Matriculants who sat for the leaked Maths 2 and Physics 2 exams will not have to rewrite them.
Earlier this month, it emerged that the question papers for the Maths 2 and Physics 2 exams had been leaked. Minister for Basic Education Angie Motshekga then announced that the two exams would be invalidated and that all matriculants who took them would have to rewrite them later this month. Gauteng High Court Judge Norman Davis has now put the kibosh on this. His ruling makes clear that the rewrite decision was both procedurally and substantively unfair.
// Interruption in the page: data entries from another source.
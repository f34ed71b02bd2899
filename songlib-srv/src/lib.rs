//! songlib-srv library - song library HTTP service
//!
//! Stores songs with lyrics, release date and link, serves filtered
//! listings and paginated verses, and can enrich new songs from an
//! external metadata service.

use axum::Router;
use sqlx::SqlitePool;
use std::sync::Arc;
use tower_http::trace::TraceLayer;

pub mod api;
pub mod db;
pub mod error;
pub mod pagination;
pub mod services;
pub mod verses;

use services::{MetadataSource, SongWriter};

/// Application state shared across HTTP handlers
#[derive(Clone)]
pub struct AppState {
    /// Database connection pool
    pub db: SqlitePool,
    /// Enrichment source, `None` disables enrichment
    pub metadata: Option<Arc<dyn MetadataSource>>,
}

impl AppState {
    /// Create new application state
    pub fn new(db: SqlitePool, metadata: Option<Arc<dyn MetadataSource>>) -> Self {
        Self { db, metadata }
    }

    /// Song writer over this state's pool and metadata source
    pub fn writer(&self) -> SongWriter {
        SongWriter::new(self.db.clone(), self.metadata.clone())
    }
}

/// Build application router
pub fn build_router(state: AppState) -> Router {
    Router::new()
        .merge(api::song_routes())
        .merge(api::health_routes())
        .layer(TraceLayer::new_for_http())
        .with_state(state)
}
//! Configuration loading and resolution
//!
//! Each setting resolves in priority order:
//! 1. Command-line argument (highest priority)
//! 2. Environment variable
//! 3. TOML config file
//! 4. Compiled default (fallback)
//!
//! Tiers 1 and 2 are parsed by the binary and handed over as
//! [`ConfigOverrides`]; this module owns tiers 3 and 4.

use crate::{Error, Result};
use serde::Deserialize;
use std::path::{Path, PathBuf};
use std::time::Duration;
use tracing::{info, warn};

pub const DEFAULT_BIND: &str = "127.0.0.1";
pub const DEFAULT_PORT: u16 = 8080;
pub const DEFAULT_METADATA_TIMEOUT_SECS: u64 = 10;

/// Configuration file as read from TOML. Every field is optional.
#[derive(Debug, Clone, Default, Deserialize)]
pub struct TomlConfig {
    /// Address to bind the HTTP server to
    #[serde(default)]
    pub bind: Option<String>,

    /// HTTP server port
    #[serde(default)]
    pub port: Option<u16>,

    /// Path to SQLite database file
    #[serde(default)]
    pub database_path: Option<PathBuf>,

    /// External metadata service
    #[serde(default)]
    pub metadata: MetadataConfig,

    /// Logging configuration (optional)
    #[serde(default)]
    pub logging: LoggingConfig,
}

/// `[metadata]` table
#[derive(Debug, Clone, Deserialize)]
pub struct MetadataConfig {
    /// Base URL of the metadata service, enrichment is off when unset
    #[serde(default)]
    pub base_url: Option<String>,

    #[serde(default = "default_metadata_timeout")]
    pub timeout_secs: u64,
}

impl Default for MetadataConfig {
    fn default() -> Self {
        Self {
            base_url: None,
            timeout_secs: default_metadata_timeout(),
        }
    }
}

/// `[logging]` table
#[derive(Debug, Clone, Deserialize)]
pub struct LoggingConfig {
    /// Log level (trace, debug, info, warn, error)
    #[serde(default = "default_log_level")]
    pub level: String,
}

impl Default for LoggingConfig {
    fn default() -> Self {
        Self {
            level: default_log_level(),
        }
    }
}

fn default_metadata_timeout() -> u64 {
    DEFAULT_METADATA_TIMEOUT_SECS
}

fn default_log_level() -> String {
    "info".to_string()
}

/// Values supplied on the command line or through the environment
#[derive(Debug, Clone, Default)]
pub struct ConfigOverrides {
    pub bind: Option<String>,
    pub port: Option<u16>,
    pub database_path: Option<PathBuf>,
    pub metadata_url: Option<String>,
}

/// Fully resolved service configuration
#[derive(Debug, Clone)]
pub struct ServiceConfig {
    pub bind: String,
    pub port: u16,
    pub database_path: PathBuf,
    pub metadata_url: Option<String>,
    pub metadata_timeout: Duration,
    pub log_level: String,
}

impl ServiceConfig {
    /// Merge overrides over the TOML file over compiled defaults
    pub fn resolve(overrides: ConfigOverrides, toml: TomlConfig) -> Self {
        let metadata_url = overrides
            .metadata_url
            .or(toml.metadata.base_url)
            .map(|url| url.trim().trim_end_matches('/').to_string())
            .filter(|url| !url.is_empty());

        Self {
            bind: overrides
                .bind
                .or(toml.bind)
                .unwrap_or_else(|| DEFAULT_BIND.to_string()),
            port: overrides.port.or(toml.port).unwrap_or(DEFAULT_PORT),
            database_path: overrides
                .database_path
                .or(toml.database_path)
                .unwrap_or_else(default_database_path),
            metadata_url,
            metadata_timeout: Duration::from_secs(toml.metadata.timeout_secs),
            log_level: toml.logging.level,
        }
    }
}

/// Parse a TOML config file
pub fn load_toml_config(path: &Path) -> Result<TomlConfig> {
    let content = std::fs::read_to_string(path)?;
    toml::from_str(&content)
        .map_err(|e| Error::Config(format!("Failed to parse {}: {}", path.display(), e)))
}

/// Load the config file, or defaults if there is none.
///
/// An explicitly named file must exist and parse. The default location is
/// optional: a missing file logs a warning and yields defaults.
pub fn load_config_or_default(explicit: Option<&Path>) -> Result<TomlConfig> {
    if let Some(path) = explicit {
        if !path.exists() {
            return Err(Error::Config(format!(
                "Config file not found: {}",
                path.display()
            )));
        }
        info!("Loading config file: {}", path.display());
        return load_toml_config(path);
    }

    match default_config_path() {
        Some(path) if path.exists() => {
            info!("Loading config file: {}", path.display());
            load_toml_config(&path)
        }
        Some(path) => {
            warn!(
                "No config file at {}, using defaults",
                path.display()
            );
            Ok(TomlConfig::default())
        }
        None => {
            warn!("Could not determine config directory, using defaults");
            Ok(TomlConfig::default())
        }
    }
}

/// `<config dir>/songlib/config.toml`
pub fn default_config_path() -> Option<PathBuf> {
    dirs::config_dir().map(|d| d.join("songlib").join("config.toml"))
}

/// OS-dependent default database location
pub fn default_database_path() -> PathBuf {
    dirs::data_local_dir()
        .map(|d| d.join("songlib"))
        .unwrap_or_else(|| PathBuf::from("./songlib_data"))
        .join("songlib.db")
}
After the rewrite decision was announced, four matriculants approached AfriForum, asking them to challenge this as they felt they would be harmed. AfriForum was joined by the South African Democratic Teachers Union (SADTU) and other interested parties, including other matriculants. The Responding Parties were Minister Motshekga, the National Examinations Irregularities Committee (NEIC), and quality control body Umalusi. Also listed as respondents were the 9 provincial MECs for Education.
At the core of the Case was the question of how widespread the leaks were. Umalusi claimed (without proof) that the leaks were widespread and thus it wouldn’t recognise the results. The applicants argued that this was merely speculation, and Davis agreed. In fact, fewer than 200 students have been implicated in the Maths exam leak (around 1 in 2,000), and 60 in the Physics exam leak. As Davis said:
Even if the extent of the leakage is a hundredfold of that already identified, the question is still whether a 6% compromise would result in a non-certification. Umalusi has not even considered this or at least not done so on the papers.
All the papers have to be marked. In addition, the papers have to be kept safe and not destroyed pending any appeals by the respondents. Motshekga and the Department of Basic Education have been ordered to pay costs.